Another Canadian pension official noted that funds across the country are bound by different mandates, which influences their investment decisions. The Caisse de dépôt, for example, has a dual mandate which includes an obligation to support Quebec, while the Canada Pension Plan Investment Board is guided by a mandate to “maximize sustained long-term returns without incurring undue risk.”

Not surprisingly, perhaps, those two pensions have come to very different conclusions about investing in the oil and gas sector.

In 2021, the Caisse pledged to divest all oil producing assets by the end of the following year as it aimed to reduce the carbon emissions generated by assets in its investment portfolio.

The same year, CPPIB’s incoming chief executive John Graham said blanket divestment was “essentially a short on human ingenuity” and pledged to invest in the entire energy ecosystem, including continuing to invest and oil and gas assets while also backing companies transitioning to lower carbon output. More recently, Canada’s largest pension plan has highlighted how it uses its shareholder voting power to pressure companies to step up when it comes to ESG, including on efforts related to the energy transition.

In November, Graham told the Bloomberg New Economy Forum in Singapore that CPPIB is willing to sever ties with companies that aren’t committed to net-zero targets, if efforts to change their approaches fail.

Margarita Pirovska, PRI’s director of policy, said her organization is aware that mandate-specific decisions must be made in some cases, and noted that some funds have made progress beyond what her organization is prescribing.

She said it was not the intention of the new report to single out certain investors or praise or shame anyone in particular for their level of progress.

As for the current backlash against mandating action on climate and other ESG factors, Pirovska said she believes it stems from “quite a lot of misunderstanding” about what responsible investment is.

“We have been working in this field, supporting investors to be more responsible investors, not because we want them to focus on something else (other) than financial returns,” she said.

“We want them to make more sustainable investment decisions to essentially aim to generate more sustainable financial returns.”

The bottom line, though, is that PRI sees little wiggle room when it comes to Canadian pensions and the consideration of climate-related factors.

The report said pension administrators in Canada should be required to incorporate assessment of sustainability risks and impacts into their investment policies and processes. Furthermore, a plan’s statement of investment policies should include information on how and to what extent administrators take into account relevant sustainability risks and impacts when investing plan assets in line with their duties.

While all pensions are required to establish and adhere to a statement of investment policies and procedures, or SIPP, disclosing what the plan invests in, how it manages its relationships with external managers, how it measures performance and what it considers as acceptable risk, ESG tends to fall outside that framework.

“It is not mainstream practice for investors to systematically consider the importance of ESG risks, opportunities and system-level sustainability impacts to the fund’s purpose and financial objectives over time,” said PRI’s Krauter.

“Incorporating this understanding in the fund’s investment beliefs would provide a solid foundation for the fund’s investment strategy and approach.
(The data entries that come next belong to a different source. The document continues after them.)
async fn connected() -> (Harness, Peer) {
    let h = harness();
    h.client.connect().unwrap();
    settle().await;
    assert_eq!(h.client.connection_state(), ConnectionState::Connected);
    let peer = h.connector.take_peer();
    (h, peer)
}

fn lines(h: &Harness, server_id: &str) -> Vec<String> {
    h.client
        .console(server_id)
        .map(|snapshot| snapshot.entries.into_iter().map(|e| e.text).collect())
        .unwrap_or_default()
}

#[tokio::test(start_paused = true)]
async fn test_n_subscribes_send_one_subscribe_and_one_unsubscribe() {
    LocalSet::new()
        .run_until(async {
            let (h, mut peer) = connected().await;

            for _ in 0..4 {
                h.client.subscribe("srv-1");
            }
            settle().await;
            for _ in 0..4 {
                h.client.unsubscribe("srv-1").unwrap();
            }
            settle().await;

            assert_eq!(
                peer.drain(),
                vec![subscribe_frame("srv-1"), unsubscribe_frame("srv-1")]
            );
            assert_eq!(h.history.call_count(), 1);
            assert!(h.client.active_topics().is_empty());
            assert!(h.client.console("srv-1").is_none());
            assert!(h.client.metrics("srv-1").is_none());
        })
        .await;
}

#[tokio::test(start_paused = true)]
async fn test_extra_unsubscribe_is_rejected_without_traffic() {
    LocalSet::new()
        .run_until(async {
            let (h, mut peer) = connected().await;
            assert!(h.client.unsubscribe("srv-1").is_err());

            h.client.subscribe("srv-1");
            h.client.unsubscribe("srv-1").unwrap();
            assert!(h.client.unsubscribe("srv-1").is_err());
            assert_eq!(h.client.subscriber_count("srv-1"), 0);
            assert_eq!(peer.drain().len(), 2);
        })
        .await;
}

#[tokio::test(start_paused = true)]
async fn test_reconnect_resubscribes_exactly_live_topics() {
    LocalSet::new()
        .run_until(async {
            let (h, mut peer) = connected().await;
            let mut connectivity = h.client.connectivity();
            assert!(*connectivity.borrow_and_update());

            for topic in ["srv-a", "srv-b", "srv-c"] {
                h.client.subscribe(topic);
            }
            h.client.unsubscribe("srv-c").unwrap();
            settle().await;
            h.history.resolve_lines("srv-a", &["old"]);
            h.history.resolve_lines("srv-b", &[]);
            peer.push(console_frame("srv-a", "before"));
            settle().await;
            assert_eq!(lines(&h, "srv-a"), vec!["old", "before"]);
            peer.drain();

            drop(peer);
            settle().await;
            assert_eq!(h.client.connection_state(), ConnectionState::Reconnecting);
            assert!(!*connectivity.borrow_and_update());

            tokio::time::sleep(Duration::from_millis(150)).await;
            assert_eq!(h.client.connection_state(), ConnectionState::Connected);
            assert!(*connectivity.borrow_and_update());

            let mut peer = h.connector.take_peer();
            let mut frames = peer.drain();
            frames.sort_by_key(|f| f["serverId"].as_str().unwrap_or_default().to_string());
            assert_eq!(frames, vec![subscribe_frame("srv-a"), subscribe_frame("srv-b")]);

            peer.push(console_frame("srv-a", "after"));
            settle().await;
            assert_eq!(lines(&h, "srv-a"), vec!["old", "before", "after"]);
            // srv-c was released before its fetch ever ran
            assert_eq!(h.history.call_count(), 2);
        })
        .await;
}
//! Boundary collaborators the client depends on but does not own.

use std::cell::{Cell, RefCell};
use std::collections::HashMap;

use shared_types::ServerAllocation;

/// Supplies the bearer credential used for the WebSocket handshake.
pub trait AuthProvider {
    fn credential(&self) -> Option<String>;
    /// The session is authenticated and ready; no dial happens before this is true.
    fn is_ready(&self) -> bool;
}

/// Supplies per-server allocation budgets. Read on every metrics view, never cached.
pub trait ServerMetadata {
    fn allocation(&self, server_id: &str) -> Option<ServerAllocation>;
}

/// Fixed token, e.g. an API key taken from the environment.
#[derive(Debug)]
pub struct StaticCredential {
    token: RefCell<Option<String>>,
    ready: Cell<bool>,
}

impl StaticCredential {
    pub fn new(token: impl Into<String>) -> Self {
        Self {
            token: RefCell::new(Some(token.into())),
            ready: Cell::new(true),
        }
    }

    pub fn set_ready(&self, ready: bool) {
        self.ready.set(ready);
    }

    pub fn replace(&self, token: Option<String>) {
        *self.token.borrow_mut() = token;
    }
}

impl AuthProvider for StaticCredential {
    fn credential(&self) -> Option<String> {
        self.token.borrow().clone().filter(|token| !token.is_empty())
    }

    fn is_ready(&self) -> bool {
        self.ready.get()
    }
}

/// In-memory allocation table the dashboard keeps up to date from its server list.
#[derive(Debug, Default)]
pub struct AllocationTable {
    entries: RefCell<HashMap<String, ServerAllocation>>,
}

impl AllocationTable {
    pub fn new() -> Self {
        Self::default()
    }

    pub fn set(&self, server_id: impl Into<String>, allocation: ServerAllocation) {
        self.entries.borrow_mut().insert(server_id.into(), allocation);
    }

    pub fn remove(&self, server_id: &str) {
        self.entries.borrow_mut().remove(server_id);
    }
}

impl ServerMetadata for AllocationTable {
    fn allocation(&self, server_id: &str) -> Option<ServerAllocation> {
        self.entries.borrow().get(server_id).cloned()
    }
}
//! Historical console lines over the panel HTTP API.

use std::rc::Rc;
use std::time::Duration;

use async_trait::async_trait;
use serde::Deserialize;
use shared_types::HistoricalLine;

use crate::collaborators::AuthProvider;

#[derive(Debug, thiserror::Error, Clone, PartialEq)]
pub enum HistoryError {
    #[error("History request failed: {0}")]
    Http(String),

    #[error("History endpoint answered {0}")]
    Status(u16),

    #[error("History response could not be decoded: {0}")]
    Decode(String),

    #[error("History request timed out after {0:?}")]
    Timeout(Duration),

    #[error("No credential available for the history request")]
    NotAuthenticated,
}

/// Fetches the most recent console lines for a server, oldest first.
#[async_trait(?Send)]
pub trait HistorySource {
    async fn fetch_recent_lines(
        &self,
        server_id: &str,
        limit: usize,
    ) -> Result<Vec<HistoricalLine>, HistoryError>;
}

/// The endpoint answers either `{"lines": [...]}` or a bare array.
#[derive(Debug, Deserialize)]
#[serde(untagged)]
enum HistoryBody {
    Wrapped { lines: Vec<HistoricalLine> },
    Bare(Vec<HistoricalLine>),
}

impl HistoryBody {
    fn into_lines(self) -> Vec<HistoricalLine> {
        match self {
            HistoryBody::Wrapped { lines } | HistoryBody::Bare(lines) => lines,
        }
    }
}

pub fn parse_history_body(body: &str) -> Result<Vec<HistoricalLine>, HistoryError> {
    serde_json::from_str::<HistoryBody>(body)
        .map(HistoryBody::into_lines)
        .map_err(|e| HistoryError::Decode(e.to_string()))
}

pub fn history_url(api_url: &str, server_id: &str, limit: usize) -> Result<url::Url, HistoryError> {
    let mut url = url::Url::parse(api_url.trim_end_matches('/'))
        .map_err(|e| HistoryError::Http(format!("invalid API URL: {e}")))?;
    url.path_segments_mut()
        .map_err(|_| HistoryError::Http("API URL cannot be a base".to_string()))?
        .pop_if_empty()
        .extend(["api", "servers", server_id, "console", "history"]);
    url.query_pairs_mut().append_pair("limit", &limit.to_string());
    Ok(url)
}

pub struct HttpHistorySource {
    client: reqwest::Client,
    api_url: String,
    auth: Rc<dyn AuthProvider>,
}

impl HttpHistorySource {
    pub fn new(api_url: impl Into<String>, auth: Rc<dyn AuthProvider>) -> Self {
        Self {
            client: reqwest::Client::new(),
            api_url: api_url.into(),
            auth,
        }
    }
}

#[async_trait(?Send)]
impl HistorySource for HttpHistorySource {
    async fn fetch_recent_lines(
        &self,
        server_id: &str,
        limit: usize,
    ) -> Result<Vec<HistoricalLine>, HistoryError> {
        let credential = self.auth.credential().ok_or(HistoryError::NotAuthenticated)?;
        let url = history_url(&self.api_url, server_id, limit)?;

        let response = self
            .client
            .get(url)
            .bearer_auth(credential)
            .send()
            .await
            .map_err(|e| HistoryError::Http(e.to_string()))?;

        let status = response.status();
        if !status.is_success() {
            return Err(HistoryError::Status(status.as_u16()));
        }

        let body = response
            .text()
            .await
            .map_err(|e| HistoryError::Http(e.to_string()))?;
        let lines = parse_history_body(&body)?;
        tracing::debug!(server_id, count = lines.len(), "fetched console history");
        Ok(lines)
    }
}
That’s why PRI recommends that the relevant regulatory authorities spell this out clearly for investors.”

In addition, mandatory disclosure of governance around climate-related risks and opportunities would enable beneficiaries and regulators to understand whether the pension’s board and investment managers are paying sufficient attention to climate change.

“Given the many credible voices pronouncing that climate change will have broad and dramatic implications for the natural world and economies which depend upon it, an administrator should be able to conclude that climate change is financially relevant to fund performance and its ability to pay pensions,” the report said.